- Task item: The expected output is each line below containing "scan", copied in full.

- Provided data:
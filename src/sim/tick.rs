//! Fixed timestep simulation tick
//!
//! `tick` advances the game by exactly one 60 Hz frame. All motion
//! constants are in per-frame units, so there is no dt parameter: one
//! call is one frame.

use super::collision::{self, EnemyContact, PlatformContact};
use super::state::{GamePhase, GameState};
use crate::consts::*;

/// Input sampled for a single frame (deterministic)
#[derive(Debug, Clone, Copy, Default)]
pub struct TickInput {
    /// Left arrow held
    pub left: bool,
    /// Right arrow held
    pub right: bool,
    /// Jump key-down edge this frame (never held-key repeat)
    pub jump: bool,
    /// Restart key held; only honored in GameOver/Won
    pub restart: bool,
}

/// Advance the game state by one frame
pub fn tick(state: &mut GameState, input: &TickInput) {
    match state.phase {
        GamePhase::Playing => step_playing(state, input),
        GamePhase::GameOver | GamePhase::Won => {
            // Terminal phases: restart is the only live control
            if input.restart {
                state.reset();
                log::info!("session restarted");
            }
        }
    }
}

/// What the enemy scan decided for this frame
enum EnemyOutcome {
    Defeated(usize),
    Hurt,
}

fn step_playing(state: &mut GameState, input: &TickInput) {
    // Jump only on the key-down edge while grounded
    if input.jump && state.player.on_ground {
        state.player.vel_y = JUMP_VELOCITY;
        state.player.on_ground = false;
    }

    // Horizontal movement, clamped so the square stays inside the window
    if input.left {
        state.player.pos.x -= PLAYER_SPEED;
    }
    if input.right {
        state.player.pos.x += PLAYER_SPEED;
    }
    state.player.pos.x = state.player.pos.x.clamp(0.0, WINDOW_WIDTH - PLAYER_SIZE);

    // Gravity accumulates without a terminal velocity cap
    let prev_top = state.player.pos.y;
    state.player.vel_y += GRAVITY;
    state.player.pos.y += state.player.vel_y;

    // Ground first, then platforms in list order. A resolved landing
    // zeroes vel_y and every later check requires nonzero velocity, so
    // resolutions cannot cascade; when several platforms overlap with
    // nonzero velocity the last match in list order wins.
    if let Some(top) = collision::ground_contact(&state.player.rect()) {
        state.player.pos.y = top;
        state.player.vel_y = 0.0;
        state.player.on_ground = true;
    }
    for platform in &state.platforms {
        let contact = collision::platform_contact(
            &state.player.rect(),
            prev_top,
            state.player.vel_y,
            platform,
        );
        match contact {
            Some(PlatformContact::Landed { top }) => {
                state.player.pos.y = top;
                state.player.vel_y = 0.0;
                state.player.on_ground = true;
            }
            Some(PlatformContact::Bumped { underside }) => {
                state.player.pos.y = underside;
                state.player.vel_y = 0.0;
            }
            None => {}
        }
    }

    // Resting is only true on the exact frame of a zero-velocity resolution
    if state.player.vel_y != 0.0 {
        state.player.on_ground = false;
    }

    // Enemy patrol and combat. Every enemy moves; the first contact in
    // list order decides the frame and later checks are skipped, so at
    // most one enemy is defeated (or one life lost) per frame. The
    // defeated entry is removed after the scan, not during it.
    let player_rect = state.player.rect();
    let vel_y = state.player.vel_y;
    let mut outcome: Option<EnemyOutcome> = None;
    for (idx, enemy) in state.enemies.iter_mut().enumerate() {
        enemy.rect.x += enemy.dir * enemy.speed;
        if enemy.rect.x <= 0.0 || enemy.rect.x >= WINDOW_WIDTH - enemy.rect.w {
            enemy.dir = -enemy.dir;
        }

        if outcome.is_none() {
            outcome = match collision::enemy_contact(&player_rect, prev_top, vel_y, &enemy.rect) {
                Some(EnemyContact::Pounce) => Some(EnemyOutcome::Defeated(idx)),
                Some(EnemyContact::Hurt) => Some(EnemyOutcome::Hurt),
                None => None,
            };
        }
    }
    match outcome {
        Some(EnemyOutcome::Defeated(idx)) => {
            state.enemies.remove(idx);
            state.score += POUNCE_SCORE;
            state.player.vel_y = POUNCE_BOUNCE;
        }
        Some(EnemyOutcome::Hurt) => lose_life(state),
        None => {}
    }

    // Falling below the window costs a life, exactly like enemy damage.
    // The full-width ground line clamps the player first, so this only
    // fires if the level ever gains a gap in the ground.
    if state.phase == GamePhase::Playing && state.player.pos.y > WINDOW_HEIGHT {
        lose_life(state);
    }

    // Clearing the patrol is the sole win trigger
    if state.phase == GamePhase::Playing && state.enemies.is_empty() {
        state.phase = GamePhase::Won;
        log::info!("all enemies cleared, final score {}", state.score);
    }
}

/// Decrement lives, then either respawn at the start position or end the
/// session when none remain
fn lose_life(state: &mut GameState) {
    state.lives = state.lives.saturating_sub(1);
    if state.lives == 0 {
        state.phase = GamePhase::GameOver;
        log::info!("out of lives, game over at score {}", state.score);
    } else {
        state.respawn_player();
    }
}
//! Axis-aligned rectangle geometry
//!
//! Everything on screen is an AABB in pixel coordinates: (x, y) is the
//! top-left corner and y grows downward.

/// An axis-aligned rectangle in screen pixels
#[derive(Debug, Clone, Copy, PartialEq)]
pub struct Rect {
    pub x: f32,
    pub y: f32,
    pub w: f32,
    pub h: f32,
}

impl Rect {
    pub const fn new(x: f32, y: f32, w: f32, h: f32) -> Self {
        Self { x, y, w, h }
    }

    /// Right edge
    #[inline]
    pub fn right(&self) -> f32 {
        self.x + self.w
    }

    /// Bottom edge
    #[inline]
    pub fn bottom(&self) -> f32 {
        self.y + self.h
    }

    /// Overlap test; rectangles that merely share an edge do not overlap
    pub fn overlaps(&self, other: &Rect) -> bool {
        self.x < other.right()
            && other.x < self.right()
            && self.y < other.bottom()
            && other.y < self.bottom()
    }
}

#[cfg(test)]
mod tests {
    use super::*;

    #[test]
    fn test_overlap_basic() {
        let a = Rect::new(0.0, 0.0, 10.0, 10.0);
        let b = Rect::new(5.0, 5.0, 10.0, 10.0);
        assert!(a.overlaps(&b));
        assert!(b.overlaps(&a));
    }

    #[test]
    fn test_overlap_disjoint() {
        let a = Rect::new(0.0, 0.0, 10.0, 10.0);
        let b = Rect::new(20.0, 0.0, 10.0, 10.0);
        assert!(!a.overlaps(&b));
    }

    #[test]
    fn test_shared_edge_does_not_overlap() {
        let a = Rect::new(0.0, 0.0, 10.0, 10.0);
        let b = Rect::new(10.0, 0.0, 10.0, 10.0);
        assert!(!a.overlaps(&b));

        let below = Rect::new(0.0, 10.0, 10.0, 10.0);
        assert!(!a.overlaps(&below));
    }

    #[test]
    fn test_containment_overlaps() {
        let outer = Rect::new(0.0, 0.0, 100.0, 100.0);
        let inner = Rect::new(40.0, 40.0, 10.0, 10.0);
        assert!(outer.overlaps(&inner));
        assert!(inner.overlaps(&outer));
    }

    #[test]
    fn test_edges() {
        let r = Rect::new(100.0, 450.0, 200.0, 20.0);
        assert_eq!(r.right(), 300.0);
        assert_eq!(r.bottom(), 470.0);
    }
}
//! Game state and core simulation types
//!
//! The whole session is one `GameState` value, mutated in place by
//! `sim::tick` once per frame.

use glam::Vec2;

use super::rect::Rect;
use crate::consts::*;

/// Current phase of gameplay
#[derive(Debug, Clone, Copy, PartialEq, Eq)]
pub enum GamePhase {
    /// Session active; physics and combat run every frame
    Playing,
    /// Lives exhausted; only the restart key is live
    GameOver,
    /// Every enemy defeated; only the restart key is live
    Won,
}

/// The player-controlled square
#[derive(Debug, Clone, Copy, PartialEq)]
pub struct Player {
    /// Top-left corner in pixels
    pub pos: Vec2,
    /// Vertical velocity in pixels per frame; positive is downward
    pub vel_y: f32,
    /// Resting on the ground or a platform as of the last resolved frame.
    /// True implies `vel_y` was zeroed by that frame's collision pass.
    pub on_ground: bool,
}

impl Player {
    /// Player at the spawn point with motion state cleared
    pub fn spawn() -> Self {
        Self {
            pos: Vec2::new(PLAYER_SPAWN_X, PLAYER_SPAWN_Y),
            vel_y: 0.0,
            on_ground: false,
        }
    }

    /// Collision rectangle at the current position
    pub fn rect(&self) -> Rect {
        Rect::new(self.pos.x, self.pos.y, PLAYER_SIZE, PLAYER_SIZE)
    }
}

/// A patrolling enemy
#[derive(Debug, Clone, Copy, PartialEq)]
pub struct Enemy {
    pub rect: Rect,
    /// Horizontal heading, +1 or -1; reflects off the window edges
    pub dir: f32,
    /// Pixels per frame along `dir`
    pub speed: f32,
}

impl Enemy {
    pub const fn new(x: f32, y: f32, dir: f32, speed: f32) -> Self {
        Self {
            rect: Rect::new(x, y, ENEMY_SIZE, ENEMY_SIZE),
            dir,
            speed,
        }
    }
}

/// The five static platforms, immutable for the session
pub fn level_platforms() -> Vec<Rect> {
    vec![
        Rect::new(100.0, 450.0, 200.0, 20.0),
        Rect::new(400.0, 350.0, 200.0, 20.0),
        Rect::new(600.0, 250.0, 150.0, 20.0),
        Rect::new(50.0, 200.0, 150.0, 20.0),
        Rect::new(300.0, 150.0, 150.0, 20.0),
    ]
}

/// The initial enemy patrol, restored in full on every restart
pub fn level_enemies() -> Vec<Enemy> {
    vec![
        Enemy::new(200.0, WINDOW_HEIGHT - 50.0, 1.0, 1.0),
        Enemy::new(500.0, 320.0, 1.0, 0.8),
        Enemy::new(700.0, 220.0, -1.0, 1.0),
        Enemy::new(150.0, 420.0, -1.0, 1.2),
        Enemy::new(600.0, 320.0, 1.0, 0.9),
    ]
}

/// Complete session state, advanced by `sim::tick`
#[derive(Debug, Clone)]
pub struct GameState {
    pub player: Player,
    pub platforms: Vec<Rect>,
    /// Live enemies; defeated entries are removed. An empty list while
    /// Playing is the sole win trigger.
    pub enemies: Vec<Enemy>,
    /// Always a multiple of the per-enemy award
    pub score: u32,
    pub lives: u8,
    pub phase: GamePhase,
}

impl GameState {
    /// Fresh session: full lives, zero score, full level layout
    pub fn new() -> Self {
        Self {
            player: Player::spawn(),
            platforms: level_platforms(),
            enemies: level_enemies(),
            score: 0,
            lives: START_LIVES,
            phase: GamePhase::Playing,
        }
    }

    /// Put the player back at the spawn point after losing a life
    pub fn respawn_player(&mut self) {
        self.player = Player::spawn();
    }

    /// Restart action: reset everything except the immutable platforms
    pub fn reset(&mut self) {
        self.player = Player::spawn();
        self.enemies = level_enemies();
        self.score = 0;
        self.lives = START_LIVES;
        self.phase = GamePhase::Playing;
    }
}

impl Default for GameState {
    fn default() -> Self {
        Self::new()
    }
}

...

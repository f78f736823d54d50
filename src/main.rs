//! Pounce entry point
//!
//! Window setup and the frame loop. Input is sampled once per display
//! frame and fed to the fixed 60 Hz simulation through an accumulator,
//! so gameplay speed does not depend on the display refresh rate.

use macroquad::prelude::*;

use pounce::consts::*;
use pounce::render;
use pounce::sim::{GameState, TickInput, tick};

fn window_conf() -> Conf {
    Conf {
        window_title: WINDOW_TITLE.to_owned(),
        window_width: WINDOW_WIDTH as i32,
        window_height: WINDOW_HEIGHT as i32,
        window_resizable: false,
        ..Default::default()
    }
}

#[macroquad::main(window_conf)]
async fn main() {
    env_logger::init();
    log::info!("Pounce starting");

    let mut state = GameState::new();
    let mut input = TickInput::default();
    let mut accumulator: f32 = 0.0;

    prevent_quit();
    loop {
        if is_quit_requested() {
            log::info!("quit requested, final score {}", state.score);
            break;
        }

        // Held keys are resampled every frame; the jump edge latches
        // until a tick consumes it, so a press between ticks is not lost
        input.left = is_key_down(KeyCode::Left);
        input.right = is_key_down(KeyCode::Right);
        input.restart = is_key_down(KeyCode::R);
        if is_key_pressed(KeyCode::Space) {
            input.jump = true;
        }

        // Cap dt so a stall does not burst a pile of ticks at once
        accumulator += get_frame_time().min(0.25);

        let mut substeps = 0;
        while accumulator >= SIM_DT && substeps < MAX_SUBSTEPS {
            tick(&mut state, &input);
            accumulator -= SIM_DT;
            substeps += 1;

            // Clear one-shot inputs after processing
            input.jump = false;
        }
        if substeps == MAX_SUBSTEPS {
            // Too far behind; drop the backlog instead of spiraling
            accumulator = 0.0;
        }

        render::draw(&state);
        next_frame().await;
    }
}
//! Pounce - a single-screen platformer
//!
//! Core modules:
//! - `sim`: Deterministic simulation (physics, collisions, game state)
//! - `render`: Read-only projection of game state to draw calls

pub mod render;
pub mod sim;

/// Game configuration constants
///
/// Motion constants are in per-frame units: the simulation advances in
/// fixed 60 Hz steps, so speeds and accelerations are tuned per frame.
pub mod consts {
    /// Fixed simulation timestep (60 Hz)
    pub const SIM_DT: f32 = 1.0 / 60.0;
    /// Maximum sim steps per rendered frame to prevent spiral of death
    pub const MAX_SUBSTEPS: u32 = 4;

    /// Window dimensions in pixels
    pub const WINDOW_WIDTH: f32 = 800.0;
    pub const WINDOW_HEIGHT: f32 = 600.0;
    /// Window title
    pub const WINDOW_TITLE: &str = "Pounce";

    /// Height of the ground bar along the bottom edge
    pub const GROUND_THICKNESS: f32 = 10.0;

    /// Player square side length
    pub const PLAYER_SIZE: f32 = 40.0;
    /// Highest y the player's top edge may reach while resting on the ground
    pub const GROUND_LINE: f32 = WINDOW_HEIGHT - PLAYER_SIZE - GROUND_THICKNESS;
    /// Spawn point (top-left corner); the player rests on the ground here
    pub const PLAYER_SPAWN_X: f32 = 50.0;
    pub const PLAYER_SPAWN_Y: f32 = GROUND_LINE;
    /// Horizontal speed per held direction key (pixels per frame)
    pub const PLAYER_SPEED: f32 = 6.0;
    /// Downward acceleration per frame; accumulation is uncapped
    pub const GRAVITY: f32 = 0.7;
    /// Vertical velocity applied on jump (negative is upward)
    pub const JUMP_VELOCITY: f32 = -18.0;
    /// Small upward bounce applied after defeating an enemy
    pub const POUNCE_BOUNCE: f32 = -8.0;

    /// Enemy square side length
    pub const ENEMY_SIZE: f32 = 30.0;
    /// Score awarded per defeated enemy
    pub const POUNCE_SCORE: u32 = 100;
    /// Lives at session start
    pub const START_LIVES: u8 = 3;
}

- Written solution:
/// What the enemy scan decided for this frame
    // defeated entry is removed after the scan, not during it.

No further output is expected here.